I bought all of these at the above price points because I am in tech, have a strong sense of where things are going to go, and believed these companies (at the time that I bought them) nailed what the future was (and is) going to be. I obviously did so before others realized that they had, in fact, nailed it :)

I get that I could have lost out, might have gotten lucky, etc. But I would argue that you CAN figure out that a company has really figured out something new, figure it out before others, and then bet on them... and win.



Over that time was also a massive tech bubble. What did the S&P 500 do over that time? A tech fund? Actually, I have that answer. If you bought AAPL on Feb 25, 2008 (or thereabouts, it was the only time in the last 10 years it was around that price) you could have bought an S&P index fund at 1,222. Today, that would be a 50% unrealized gain -- not that great. BUT, were you rebalancing to your optimal portfolio, you would have been continuously selling as it rose. In the crash of 2008, you would have had no choice -- based on your optimal portfolio -- to buy a bunch more S&P, which you would have then tripled. Again, not near your AAPL number, but the risk profile of that investment is also much lower. Add the fact that you have focused on the tech sector because of your perceived knowledge, and that is why you have a higher return. But you are betting on the belief you have in these companies. There is an emotional component. I personally believe AAPL is laughably undervalued at 550, but there are lots of smart people out there -- smarter than I am -- that have much lower price targets and are actively shorting the stock. I have 5 stocks in my portfolio that I believed in -- thought they had something -- and really know the field well -- graduate degree and years of work experience well. Some have panned out, others haven't. Over the long term -- retirement length (>20-30 years) -- index funds and a balanced investment strategy is objectively better.

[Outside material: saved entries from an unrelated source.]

use std::collections::HashMap;
use async_trait::async_trait;
use aws_sdk_dynamodb::Client;
use crate::core::library::{LibraryResult, PaginatedResult};
use crate::core::repository::Repository;
use crate::members::domain::model::SessionEntity;
use crate::members::repository::SessionRepository;
use crate::utils::ddb::{delete_item, get_item, put_new_item, put_versioned_item, query_index, IndexQuery};

#[derive(Debug)]
pub(crate) struct DDBSessionRepository {
    client: Client,
    table_name: String,
    index_name: String,
}

impl DDBSessionRepository {
    pub(crate) fn new(client: Client, table_name: &str, index_name: &str) -> Self {
        Self {
            client,
            table_name: table_name.to_string(),
            index_name: index_name.to_string(),
        }
    }
}

#[async_trait]
impl Repository<SessionEntity> for DDBSessionRepository {
    async fn create(&self, entity: &SessionEntity) -> LibraryResult<usize> {
        put_new_item(&self.client, self.table_name.as_str(), "session_id", entity).await
    }

    async fn update(&self, entity: &SessionEntity) -> LibraryResult<usize> {
        put_versioned_item(&self.client, self.table_name.as_str(), entity.session_id.as_str(), entity, entity.version).await
    }

    async fn get(&self, id: &str) -> LibraryResult<SessionEntity> {
        get_item(&self.client, self.table_name.as_str(), "session_id", id).await
    }

    async fn delete(&self, id: &str) -> LibraryResult<usize> {
        delete_item(&self.client, self.table_name.as_str(), "session_id", id).await
    }

    async fn query(&self, predicate: &HashMap<String, String>,
                   page: Option<&str>, page_size: usize) -> LibraryResult<PaginatedResult<SessionEntity>> {
        let index = IndexQuery {
            table_name: self.table_name.as_str(),
            index_name: self.index_name.as_str(),
            hash_key: "member_id",
            range_key: "expires_at",
            default_hash: None,
        };
        query_index(&self.client, &index, predicate, page, page_size).await
    }
}

impl SessionRepository for DDBSessionRepository {}

#[cfg(test)]
mod tests {
    use async_once::AsyncOnce;
    use aws_sdk_dynamodb::Client;
    use chrono::{Duration, Utc};
    use lazy_static::lazy_static;
    use crate::core::library::Role;
    use crate::core::repository::{Repository, RepositoryStore};
    use crate::members::domain::model::{MemberEntity, SessionEntity};
    use crate::members::repository::ddb_session_repository::DDBSessionRepository;
    use crate::members::repository::SessionRepository;
    use crate::utils::ddb::{build_db_client, create_table, delete_table};

    lazy_static! {
        static ref CLIENT: AsyncOnce<Client> = AsyncOnce::new(async {
                let client = build_db_client(RepositoryStore::LocalDynamoDB).await;
                let _ = delete_table(&client, "sessions").await;
                let _ = create_table(&client, "sessions", "session_id", "member_id", "expires_at").await;
                client
            });
    }

    #[tokio::test]
    #[ignore = "requires DynamoDB Local on BOOKHIVE_DDB_ENDPOINT"]
    async fn test_should_purge_expired_sessions() {
        let repo = DDBSessionRepository::new(CLIENT.get().await.clone(), "sessions", "sessions_ndx");
        let member = MemberEntity::new(Role::Student, "S-1", "Ada", "ada@uni.edu", "hash");
        let expired = SessionEntity::new(&member, -5);
        let live = SessionEntity::new(&member, 30);
        repo.create(&expired).await.expect("should create session");
        repo.create(&live).await.expect("should create session");
        let removed = repo.purge_expired(member.member_id.as_str(), Utc::now().naive_utc() - Duration::seconds(1)).await
            .expect("should purge");
        assert_eq!(1, removed);
        assert!(repo.get(live.session_id.as_str()).await.is_ok());
    }
}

Also: If you bought AAPL at $35.72, your unrealized gain today is more like 1456% (based on a last trade price of 550.06).

Disclaimer: I am also at a business school, so maybe we are all just being sold the same snake oil. I sorta doubt it, though. Both of our schools are respected, and our professors are largely people who have spent a lot of time learning these lessons the hard way.


I bought AAPL at that price in May of 2005. I held on to it during the crash, buying more in 2008 (when it had gone down a fair amount). And you're right... my total gain (including purchases at the higher price) is 430%. My total for that initial purchase is higher :)


there are a million people just like you. some percent of them beat the market, and think they are geniuses. others think they were just unlucky, but had a great idea/strategy. all of them are missing the point.


I had the same approach, and when the bubble burst, my darling stock Priceline tanked to 50cents! I liked them, so I bought more at that price, and did well, but that is sheer luck. Many good companies around that time could not claw their way back up.


In the tech bubble, were not most of the companies that didn't survive making losses? Seems you could quite easily defend against the possibility of the company being unable to claw their way back by only buying companies that are actually viable.


Good, profitable companies tanked as well. This was 12-13 years ago, and I am unable to recollect some names. I am sure others here can chime in. Even priceline, arguably, at 50 cents was is not reflective of the soundness of the company.